Wednesday, April 14, 2010

CME Mysteries

Today, Jerome, naturally, continued to drive both block and barrel down.

Oddly, butter rose to $1.56 a pound (blocks are $1.4325/lb.). Dairygold sold the butter and Schreiber bought all the loads.

Schreiber is a huge company (6000 employees)which mainly focuses on cheese. That is not to say Schreiber has no interest in butter. Schreiber is a world player, with a plant in India (How interesting).

Needless to say the world price for butter is just under $1.80/lb when adjusted to 80% bf.

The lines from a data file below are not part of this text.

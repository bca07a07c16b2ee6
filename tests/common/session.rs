//! Session harness.

use slirc_warden::config::Config;
use slirc_warden::db::Database;
use slirc_warden::moderation::{Directive, Identity};
use slirc_warden::session::Session;
use std::sync::Arc;
use tokio::sync::mpsc;

/// Base configuration: `root` becomes owner on registration, bans enabled,
/// warn-to-kick 3 and kick-to-ban 2.
pub const CONFIG: &str = r##"
[identity]
nickname = "warden"

[network]
host = "127.0.0.1"
channels = ["#rust"]

[general]
linerate = 0.0
owners = ["root"]

[policy]
warn_to_kick = 3
kick_to_ban = 2
ban_enabled = true
"##;

/// Identity with a host derived from the nick.
pub fn user(nick: &str) -> Identity {
    Identity::new(nick, format!("{}@{}.example", nick.to_lowercase(), nick.to_lowercase()))
}

/// Text of every notice addressed to `nick`.
pub fn notices_to(directives: &[Directive], nick: &str) -> Vec<String> {
    directives
        .iter()
        .filter_map(|d| match d {
            Directive::Notice { target, text } if target == nick => Some(text.clone()),
            _ => None,
        })
        .collect()
}

pub struct TestSession {
    pub session: Arc<Session>,
    pub outbound: mpsc::Receiver<Directive>,
}

impl TestSession {
    pub async fn new() -> Self {
        Self::with_config(CONFIG).await
    }

    pub async fn with_config(text: &str) -> Self {
        let config: Config = text.parse().expect("test config parses");
        let db = Database::new(":memory:").await.expect("in-memory database");
        let (tx, outbound) = mpsc::channel(64);
        Self {
            session: Arc::new(Session::new(config, db, tx)),
            outbound,
        }
    }

    /// Deliver a PRIVMSG and collect the directives it produces.
    pub async fn say(&self, who: &Identity, target: &str, text: &str) -> Vec<Directive> {
        self.session.handle_privmsg(who, target, text).await
    }

    /// Register `nick` (username = lowercased nick, password `pw`).
    pub async fn register(&self, who: &Identity) {
        let username = who.nick.to_lowercase();
        let replies = self
            .say(who, "warden", &format!("@register {} pw", username))
            .await;
        assert_eq!(
            notices_to(&replies, &who.nick),
            vec!["Your username is now registered."],
            "registering {}",
            username
        );
    }

    /// The owner `root`, registered and logged in.
    pub async fn owner(&self) -> Identity {
        let root = user("root");
        self.register(&root).await;
        root
    }

    /// Register `nick` and have the owner raise it to `level` with the
    /// all-channels scope.
    pub async fn staff(&self, owner: &Identity, nick: &str, level: &str) -> Identity {
        let who = user(nick);
        self.register(&who).await;
        let username = nick.to_lowercase();
        self.say(owner, "warden", &format!("@{} {}", level, username)).await;
        self.say(owner, "warden", &format!("@allow {} *", username)).await;
        who
    }

    /// What happens when the warden's own JOIN for `channel` is seen.
    pub async fn joined(&self, channel: &str) {
        self.session.on_joined(channel).await;
    }
}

Although there is little future in running the price of cheese down, and Schreiber is a common player in that process, Schreiber may be considering the future (not futures)regarding supply of cream.

5 comments:

  1. It makes sense. Butter will be tight and cheese is pilling up everywhere. Jerome wants to unload now before it gets worse. I know it sucks for all of us but they are looking out for their interests. Darigold (which is the correct spelling)

    ReplyDelete
  2. Where can we find out who bought/sold on CME?

    ReplyDelete
  3. So Jerome just has to make a lower offer to sell knowing there won't be a buyer to lower the milk price.

    ReplyDelete
  4. I've heard you mention Jerome as a player in this scheming before. Are they so big that they can do this and still fly under the radar? I also saw another reader of yours that said they thought the price could go up until Jerome decided to drive it back down. Is one company capable of this, and do you think that is what's going on?

    ReplyDelete
  5. Doesn't 15 or 16 million pounds a week of NFDM sales in California create a lot of cream? Not to mention selling that NFDM at an average of $.20 below the CME and more than that below the world market. So they get the high cream sale price at the expense of the low NFDM price?